The filter manufacturers assure me their filters would work fine in space, we know the cameras work fine, but I don't get a reply from NASA when I ask them if they could just take a snap of the Sun from up there so I can believe it is possible.
And while we're at it, I have never seen a colour picture of the far side of the Moon, through a regular camera. The Russians tried it in 1959, the image came back all but black.
The US tried it with a multimillion dollar, f0.7 lens attached to a 3 tube colour camera. Have you ever seen a vid of the Lunar far side?
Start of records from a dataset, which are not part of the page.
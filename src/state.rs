use std::sync::Arc;

use tokio::sync::Mutex;

use crate::auth::token::TokenStore;
use crate::cache::Cache;
use crate::config::Config;
use crate::store::DocumentStore;

/// Shared handles, injected once at startup. A `None` cache means every
/// read goes to the store.
#[derive(Clone)]
pub struct AppState {
    pub store: Arc<dyn DocumentStore>,
    pub cache: Option<Arc<dyn Cache>>,
    pub tokens: Arc<Mutex<TokenStore>>,
    pub config: Config,
}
And somehow, Kubrick ended up with that lens.
Building on research into nighttime infrared optics by the Nazis in World War II, Zeiss developed a special 50 mm planar lens for a NASA project to photograph the dark side of the moon.
There were were only 10 of these Zeiss lenses ever produced. Three are owned by Kubrick, six by NASA and one can be found at the German Movie Museum in Frankfurt.
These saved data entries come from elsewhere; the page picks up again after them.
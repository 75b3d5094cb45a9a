use chrono::Utc;
use serde_json::json;
use std::sync::Arc;
use std::time::Duration;

use crate::cache::{self, keys, Cache};
use crate::content::authorize::authorize;
use crate::content::model::{Comment, CommentPatch, CommentView, NewComment};
use crate::content::vote::{apply_vote, VoteDirection};
use crate::error::{AppError, AppResult};
use crate::response::ApiResponse;
use crate::state::AppState;
use crate::store::{Collection, DocumentUpdate, DynStore, Filter};

pub struct CommentService {
    store: DynStore,
    cache: Option<Arc<dyn Cache>>,
    comments_ttl: Duration,
}

impl CommentService {
    pub fn new(store: DynStore, cache: Option<Arc<dyn Cache>>, comments_ttl: Duration) -> Self {
        Self {
            store,
            cache,
            comments_ttl,
        }
    }

    pub fn from_state(state: &AppState) -> Self {
        Self::new(
            state.store.clone(),
            state.cache.clone(),
            state.config.cache.comments_ttl(),
        )
    }

    /// Attach a comment to a post. The post id is not verified: references
    /// are not enforced and may dangle, exactly like `createdBy`.
    pub async fn create_comment(
        &self,
        actor_id: &str,
        post_id: &str,
        new_comment: NewComment,
    ) -> AppResult<ApiResponse> {
        let now = Utc::now();
        let comment = Comment {
            id: uuid::Uuid::now_v7().to_string(),
            description: new_comment.description,
            post_id: post_id.to_string(),
            created_by: actor_id.to_string(),
            vote_count: 0,
            users_vote: Vec::new(),
            created_at: now,
            updated_at: now,
        };

        self.store
            .insert(
                Collection::Comments,
                &comment.id,
                &serde_json::to_value(&comment)?,
            )
            .await?;
        tracing::info!("Created comment {} on post {} by {}", comment.id, post_id, actor_id);

        Ok(ApiResponse::created("Comment created successfully!").data(json!({ "id": comment.id })))
    }

    /// Comments on a post, most-voted first. The sort runs after retrieval
    /// so cache hits come back ordered too, not just fresh loads.
    pub async fn get_comments_by_post(&self, post_id: &str) -> AppResult<ApiResponse> {
        let store = self.store.clone();
        let filter = Filter::Eq("postId", json!(post_id));
        let mut comments: Vec<CommentView> = cache::read_through(
            self.cache.as_ref(),
            &keys::comments_by_post(post_id),
            self.comments_ttl,
            || async move {
                let docs = store.find(Collection::Comments, &filter).await?;
                docs.into_iter()
                    .map(|(_, doc)| {
                        Ok(CommentView::from(serde_json::from_value::<Comment>(doc)?))
                    })
                    .collect()
            },
        )
        .await?;

        comments.sort_by(|a, b| b.vote_count.cmp(&a.vote_count));

        Ok(ApiResponse::ok("Comments retrieved successfully!")
            .data(serde_json::to_value(comments)?))
    }

    pub async fn get_comment_by_id(&self, comment_id: &str) -> AppResult<ApiResponse> {
        let comment = self.fetch(comment_id).await?;
        Ok(ApiResponse::ok("Comment retrieved successfully")
            .data(serde_json::to_value(CommentView::from(comment))?))
    }

    pub async fn update_comment(
        &self,
        actor_id: &str,
        comment_id: &str,
        patch: CommentPatch,
    ) -> AppResult<ApiResponse> {
        let comment = self.fetch(comment_id).await?;
        authorize(&self.store, actor_id, &comment.created_by).await?;

        let mut update = DocumentUpdate::new();
        if let Some(description) = &patch.description {
            update = update.set("description", json!(description));
        }
        update = update.set("updatedAt", json!(Utc::now()));

        if !self
            .store
            .apply(Collection::Comments, comment_id, &update)
            .await?
        {
            return Err(AppError::NotFound);
        }
        tracing::info!("Updated comment {} by {}", comment_id, actor_id);

        Ok(ApiResponse::ok("Comment updated"))
    }

    pub async fn delete_comment(&self, actor_id: &str, comment_id: &str) -> AppResult<ApiResponse> {
        let comment = self.fetch(comment_id).await?;
        authorize(&self.store, actor_id, &comment.created_by).await?;

        self.store.delete(Collection::Comments, comment_id).await?;
        tracing::info!("Deleted comment {} by {}", comment_id, actor_id);

        Ok(ApiResponse::ok("Comment deleted successfully"))
    }

    pub async fn vote(
        &self,
        actor_id: &str,
        comment_id: &str,
        direction: VoteDirection,
    ) -> AppResult<ApiResponse> {
        apply_vote::<Comment>(
            &self.store,
            Collection::Comments,
            comment_id,
            actor_id,
            direction,
        )
        .await?;
        Ok(ApiResponse::ok("Vote recorded"))
    }

    async fn fetch(&self, comment_id: &str) -> AppResult<Comment> {
        let doc = self
            .store
            .get(Collection::Comments, comment_id)
            .await?
            .ok_or(AppError::NotFound)?;
        Ok(serde_json::from_value(doc)?)
    }
}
Originally posted by GaryN
...And while we're at it, I have never seen a colour picture of the far side of the Moon, through a regular camera....
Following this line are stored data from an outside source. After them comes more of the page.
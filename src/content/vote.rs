use chrono::Utc;
use serde::de::DeserializeOwned;
use serde_json::json;

use crate::content::model::Votable;
use crate::error::{AppError, AppResult};
use crate::store::{Collection, DocumentUpdate, DynStore};

#[derive(Debug, Clone, Copy, PartialEq, Eq)]
pub enum VoteDirection {
    Up,
    Down,
}

impl VoteDirection {
    pub fn delta(self) -> i64 {
        match self {
            VoteDirection::Up => 1,
            VoteDirection::Down => -1,
        }
    }
}

/// One vote per actor per entity, ever; there is no retraction or flip.
/// The count increment and the voter registration land in a single
/// per-document update; the duplicate check before it is best-effort, the
/// store's document atomicity is the real ordering primitive.
pub async fn apply_vote<E>(
    store: &DynStore,
    collection: Collection,
    id: &str,
    actor_id: &str,
    direction: VoteDirection,
) -> AppResult<()>
where
    E: Votable + DeserializeOwned,
{
    let doc = store
        .get(collection, id)
        .await?
        .ok_or(AppError::NotFound)?;
    let entity: E = serde_json::from_value(doc)?;

    if entity.users_vote().iter().any(|voter| voter == actor_id) {
        return Err(AppError::AlreadyVoted);
    }

    let update = DocumentUpdate::new()
        .increment("voteCount", direction.delta())
        .add_to_set("usersVote", json!(actor_id))
        .set("updatedAt", json!(Utc::now()));

    // Deleted between fetch and update: surface as not found.
    if !store.apply(collection, id, &update).await? {
        return Err(AppError::NotFound);
    }

    tracing::info!(
        "Recorded {:?} vote by {} on {} {}",
        direction,
        actor_id,
        collection.table(),
        id
    );
    Ok(())
}

#[cfg(test)]
mod tests {
    use super::*;

    #[test]
    fn deltas_are_unit_sized() {
        assert_eq!(VoteDirection::Up.delta(), 1);
        assert_eq!(VoteDirection::Down.delta(), -1);
    }
}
I can't believe people keep saying that there would be no interest in seeing the Sun, and Sunspots from orbit.
These images might give you some idea why there was no point in attempting useful stellar photography from anything other than a dedicated astronomical satellite:
The space station moves very fast.
I think the exposure time WILL be more than a brief fraction of a second, considering the dark filters needed to be put on the lenses of the camera (less light = longer exposure time).
Originally posted by Soylent Green Is People
Wouldn't they need to mount the camera on tracking equipment?
Originally posted by Soylent Green Is People
reply to post by JimOberg
The solar arrays don't track the sun in the precise manner that a camera would need to. I'm not saying it can't be done, I'm just saying it isn't as easy as putting a filter on a camera and snapping photos.
The copula, by the way, looks down toward the earth. Due to the movement of the station, there is not a window that has a long-time view of the sun that would make it "easy" to have an astronaut photographing the Sun for research purposes.